6 years ago
Ping Based Matchmaking
Theres needs to be Ping Based Matchmaking. Roughly 5% of the players Ive went against have actually been from Britan & Ireland and the other 95% have been from: Spain, Russia, Japan, Sweden, Germany,...
Unreliable/sporadic latency is the bigger problem, and is the cause of warping.
It tends to occur on connections with high hop counts, and that travel over highly congested/over subscribed links.
It can of course be artificially induced, though I doubt anyone would go to the trouble of doing it for competitive advantage.
It's kind of ironic that my 1st thought upon reading the title was "what a daft idea".
However I then thought back to my days of playing Quake 2 & 3 over a 56k modem, and the stark difference between LPBs (40-100ms) and HPBs.(150-250ms).
Back then a "fair" match-up was one between players of equal ping; nobody had even considered matching equally skilled players together.
For good reason too; if you stop and think about it, matchmaking by skill is an absurd idea, as all things being equal, such match-ups can only be decided by luck.
Of course game design that puts 'luck' front & foremost is EA's modus operandi, so it's no wonder it's found its way into Apex.
Next feature; Premium Currency to bypass SBMM.
"Pay to have worse opponents" isn't "Pay to Win"..... righhhht? 👿
You obviously don't have a clue about Ping Based Matchmaking too.
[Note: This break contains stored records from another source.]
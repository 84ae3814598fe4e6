//! Data-driven game balance
//!
//! Every number a designer might want to tweak lives here. Loaded from JSON
//! (missing fields fall back to defaults) or built from a difficulty preset.

use std::fs;
use std::path::Path;

use serde::{Deserialize, Serialize};

use crate::consts::*;
use crate::sim::PacketKind;

/// Difficulty preset levels
#[derive(Debug, Clone, Copy, PartialEq, Eq, Serialize, Deserialize, Default)]
pub enum Difficulty {
    Easy,
    #[default]
    Normal,
    Hard,
}

impl Difficulty {
    pub fn as_str(&self) -> &'static str {
        match self {
            Difficulty::Easy => "Easy",
            Difficulty::Normal => "Normal",
            Difficulty::Hard => "Hard",
        }
    }

    pub fn from_str(s: &str) -> Option<Self> {
        match s.to_lowercase().as_str() {
            "easy" => Some(Difficulty::Easy),
            "normal" | "norm" => Some(Difficulty::Normal),
            "hard" => Some(Difficulty::Hard),
            _ => None,
        }
    }

    /// Wire budget multiplier
    fn budget_scale(&self) -> f32 {
        match self {
            Difficulty::Easy => 1.5,
            Difficulty::Normal => 1.0,
            Difficulty::Hard => 0.7,
        }
    }

    /// Effect price multiplier
    fn price_scale(&self) -> f32 {
        match self {
            Difficulty::Easy => 0.5,
            Difficulty::Normal => 1.0,
            Difficulty::Hard => 1.5,
        }
    }
}

/// Coin prices for the shop
#[derive(Debug, Clone, PartialEq, Serialize, Deserialize)]
#[serde(default)]
pub struct EffectCosts {
    pub freeze: u32,
    pub extend_budget: u32,
    pub desensitize_secret: u32,
    pub reset_noise: u32,
}

impl Default for EffectCosts {
    fn default() -> Self {
        Self {
            freeze: 10,
            extend_budget: 5,
            desensitize_secret: 15,
            reset_noise: 5,
        }
    }
}

/// Relative odds of each packet kind when spawning without an explicit kind
#[derive(Debug, Clone, PartialEq, Serialize, Deserialize)]
#[serde(default)]
pub struct SpawnWeights {
    pub messenger: u32,
    pub secret: u32,
    pub bulky: u32,
}

impl Default for SpawnWeights {
    fn default() -> Self {
        Self {
            messenger: 6,
            secret: 2,
            bulky: 2,
        }
    }
}

impl SpawnWeights {
    pub fn total(&self) -> u32 {
        self.messenger + self.secret + self.bulky
    }

    /// Map a roll in `0..total()` onto a kind
    pub fn pick(&self, roll: u32) -> PacketKind {
        if roll < self.messenger {
            PacketKind::Messenger
        } else if roll < self.messenger + self.secret {
            PacketKind::Secret
        } else {
            PacketKind::Bulky
        }
    }
}

/// Game balance
#[derive(Debug, Clone, PartialEq, Serialize, Deserialize)]
#[serde(default)]
pub struct Tuning {
    pub difficulty: Difficulty,

    // === Wires ===
    /// Wire length available at session start
    pub initial_wire_budget: f32,
    /// Length granted by the extend-budget effect
    pub budget_extension: f32,
    /// Default coin price of a bend point
    pub bend_cost: u32,
    /// Wires longer than this boost non-bulky packets
    pub long_wire_threshold: f32,
    /// Acceleration granted on long wires
    pub long_wire_boost: f32,

    // === Effects ===
    pub costs: EffectCosts,
    /// Ticks a freeze lasts
    pub freeze_duration_ticks: u32,
    /// Velocity factor applied by the desensitize-secret effect
    pub secret_damping: f32,

    // === End conditions ===
    pub win_deliveries: u32,
    pub max_loss_ratio: f32,

    // === Spawning ===
    pub spawn_weights: SpawnWeights,
}

impl Default for Tuning {
    fn default() -> Self {
        Self {
            difficulty: Difficulty::Normal,

            initial_wire_budget: INITIAL_WIRE_BUDGET,
            budget_extension: 100.0,
            bend_cost: 1,
            long_wire_threshold: 300.0,
            long_wire_boost: 0.05,

            costs: EffectCosts::default(),
            freeze_duration_ticks: 600,
            secret_damping: 0.8,

            win_deliveries: WIN_DELIVERIES,
            max_loss_ratio: MAX_LOSS_RATIO,

            spawn_weights: SpawnWeights::default(),
        }
    }
}

impl Tuning {
    /// Create tuning from a difficulty preset (applies preset defaults)
    pub fn from_preset(preset: Difficulty) -> Self {
        let mut tuning = Self::default();
        tuning.apply_preset(preset);
        tuning
    }

    /// Apply a difficulty preset (rescales budget and prices from the defaults)
    pub fn apply_preset(&mut self, preset: Difficulty) {
        let base = Self::default();
        self.difficulty = preset;
        self.initial_wire_budget = base.initial_wire_budget * preset.budget_scale();

        let scale = |cost: u32| ((cost as f32 * preset.price_scale()).round() as u32).max(1);
        self.costs = EffectCosts {
            freeze: scale(base.costs.freeze),
            extend_budget: scale(base.costs.extend_budget),
            desensitize_secret: scale(base.costs.desensitize_secret),
            reset_noise: scale(base.costs.reset_noise),
        };
    }

    /// Parse tuning from JSON (missing fields use defaults)
    pub fn from_json(json: &str) -> Result<Self, serde_json::Error> {
        serde_json::from_str(json)
    }

    /// Load tuning from a JSON file
    pub fn load(path: impl AsRef<Path>) -> Result<Self, crate::persistence::PersistError> {
        let text = fs::read_to_string(path.as_ref())?;
        let tuning = Self::from_json(&text)?;
        log::info!(
            "Loaded tuning from {} ({})",
            path.as_ref().display(),
            tuning.difficulty.as_str()
        );
        Ok(tuning)
    }
}
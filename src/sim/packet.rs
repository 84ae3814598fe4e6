//! Packet entity and per-kind physics profiles

use glam::Vec2;
use serde::{Deserialize, Serialize};

/// Stable packet handle
#[derive(Debug, Clone, Copy, PartialEq, Eq, PartialOrd, Ord, Hash, Serialize, Deserialize)]
#[serde(transparent)]
pub struct PacketId(pub u32);

/// Cosmetic outline, no physics effect
#[derive(Debug, Clone, Copy, PartialEq, Eq, Default, Serialize, Deserialize)]
pub enum PacketShape {
    #[default]
    Square,
    Triangle,
}

/// Packet kinds
#[derive(Debug, Clone, Copy, PartialEq, Eq, Default, Serialize, Deserialize)]
pub enum PacketKind {
    /// Normal traffic
    #[default]
    Messenger,
    /// Slower start, best reward
    Secret,
    /// Heavy, decelerates, low speed cap
    Bulky,
}

/// Movement and economy numbers for one packet kind.
///
/// Every initializer (spawn, release, thaw) reads from this table, so spawn-time
/// and release-time physics cannot drift apart.
#[derive(Debug, Clone, Copy, PartialEq)]
pub struct PhysicsProfile {
    /// Launch speed along the first segment
    pub base_speed: f32,
    /// Speed ceiling
    pub max_speed: f32,
    /// Speed floor while moving (deceleration never stalls a packet)
    pub min_speed: f32,
    /// Acceleration applied from launch
    pub base_accel: f32,
    /// Launch speed multiplier
    pub spawn_speed_scale: f32,
    /// Collision size and noise tolerance
    pub size: u32,
    /// Coins paid on delivery
    pub reward: u32,
    /// Whether long wires grant extra acceleration
    pub long_wire_boost: bool,
}

const MESSENGER: PhysicsProfile = PhysicsProfile {
    base_speed: 2.0,
    max_speed: 10.0,
    min_speed: 0.5,
    base_accel: 0.0,
    spawn_speed_scale: 1.0,
    size: 10,
    reward: 1,
    long_wire_boost: true,
};

const SECRET: PhysicsProfile = PhysicsProfile {
    base_speed: 2.0,
    max_speed: 10.0,
    min_speed: 0.5,
    base_accel: 0.0,
    spawn_speed_scale: 0.8,
    size: 10,
    reward: 3,
    long_wire_boost: true,
};

const BULKY: PhysicsProfile = PhysicsProfile {
    base_speed: 1.0,
    max_speed: 3.0,
    min_speed: 0.5,
    base_accel: -0.1,
    spawn_speed_scale: 1.0,
    size: 14,
    reward: 2,
    long_wire_boost: false,
};

impl PacketKind {
    pub fn profile(self) -> &'static PhysicsProfile {
        match self {
            PacketKind::Messenger => &MESSENGER,
            PacketKind::Secret => &SECRET,
            PacketKind::Bulky => &BULKY,
        }
    }
}

/// A packet entity
#[derive(Debug, Clone, PartialEq, Serialize, Deserialize)]
pub struct Packet {
    pub id: PacketId,
    pub shape: PacketShape,
    pub kind: PacketKind,
    pub size: u32,
    pub pos: Vec2,
    pub vel: Vec2,
    /// Scalar acceleration applied along the sign of each velocity component
    pub accel: f32,
    /// Accumulated loss risk
    pub noise: f32,
    /// Index of the wire segment currently being travelled
    pub segment: usize,
    /// Launch speed multiplier bought through desensitizing, kept across
    /// release and thaw
    #[serde(default = "unit_scale")]
    pub speed_scale: f32,
}

fn unit_scale() -> f32 {
    1.0
}

impl Packet {
    pub fn new(id: PacketId, kind: PacketKind, shape: PacketShape) -> Self {
        Self {
            id,
            shape,
            kind,
            size: kind.profile().size,
            pos: Vec2::ZERO,
            vel: Vec2::ZERO,
            accel: 0.0,
            noise: 0.0,
            segment: 0,
            speed_scale: 1.0,
        }
    }

    #[inline]
    pub fn profile(&self) -> &'static PhysicsProfile {
        self.kind.profile()
    }

    #[inline]
    pub fn speed(&self) -> f32 {
        self.vel.length()
    }

    pub fn add_noise(&mut self, amount: f32) {
        self.noise += amount;
    }

    pub fn is_lost(&self) -> bool {
        self.noise > self.size as f32
    }

    /// Accumulated noise as a fraction of the loss threshold
    pub fn noise_ratio(&self) -> f32 {
        self.noise / self.size as f32
    }

    /// Half the size, used as the collision radius
    #[inline]
    pub fn radius(&self) -> f32 {
        self.size as f32 / 2.0
    }
}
You literally only seen what you wanted to and rambled on about the biggest load of balls. You need to re-read the whole conversation and then come back to us.
@SmallZzy wrote:You obviously don't have a clue about Ping Based Matchmaking too. You literally only seen what you wanted to and rambled on about the biggest load of balls. You need to re-read the whole conversation and then come back to us.
I don't engage in the typical petty back & forth "you're wrong" type arguments that most denizens of this forum are so fond of.
As such I'm neither supporting nor opposing your suggestion, just giving my anecdotal perspective as a gamer who's been playing competitive first person shooters over the internet for more than 20 years.
All I can suggest is that you reread my post.
(fyi the "pay to not SBMM" tangent is tongue in cheek).
Hey everyone,
lets keep it to the topic, so far everyone is on topic and lets keep it like that.
Ping Based Matchmaking not something I heard before per say, games normally have that you get MM the best ping and servers for a better experience. Apex and SWBF2 does this if you don't choose what server you want to be on as example.
/Atic
1. Apex may pick the best server based on your location but it is not 100% accurate all the time. I live in Ireland & theres multiple times where I have started the game up & its auto selected me to be put in Australia, New York, Sao Paulo etc.
2. Apex will auto select the server on start. But its extremely easy to pick another server & a lot of people do this to get an unfair advantage.
3. All in all after all of the arguing in this post with others, I still come to the conclusion that Ping Based Matchmaking needs to come to the game.
@TheJumpingJawa We are NOT discussing SBMM we are discussing Ping based matchmaking PBM. These are two different types of matchmaking. One is based off of the players skill, the other is based off of the players connection.
Ping often gets used synonymously and interchanged with latency, but while it is related, this is not correct. The term has its roots in active sonar, with a ping being the pulse of sound sent out, followed by listening for its reflection to come back. Ping in computers actually refers to the signal sent out across the network to another computer, and this other computer then sends its own signal back, which is another ping. The measurement of this round trip then gets referred to as latency.
@KUSHD wrote:@TheJumpingJawa We are NOT discussing SBMM we are discussing Ping based matchmaking PBM. These are two different types of matchmaking. One is based off of the players skill, the other is based off of the players connection.
Ping often gets used synonymously and interchanged with latency, but while it is related, this is not correct. The term has its roots in active sonar, with a ping being the pulse of sound sent out, followed by listening for its reflection to come back. Ping in computers actually refers to the signal sent out across the network to another computer, and this other computer then sends its own signal back, which is another ping. The measurement of this round trip then gets referred to as latency.
Yes. And?
At no point did I confuse the matchmaking paradigms or my use of terminology.
My initial post attempted to contrast how matchmaking expectations have changed over the years, and how these changes have altered our perception of fairness.
As to server selection, it's still unclear how Apex's backend handles locating lobbies when mixed location parties & potentially sparse player populations are involved.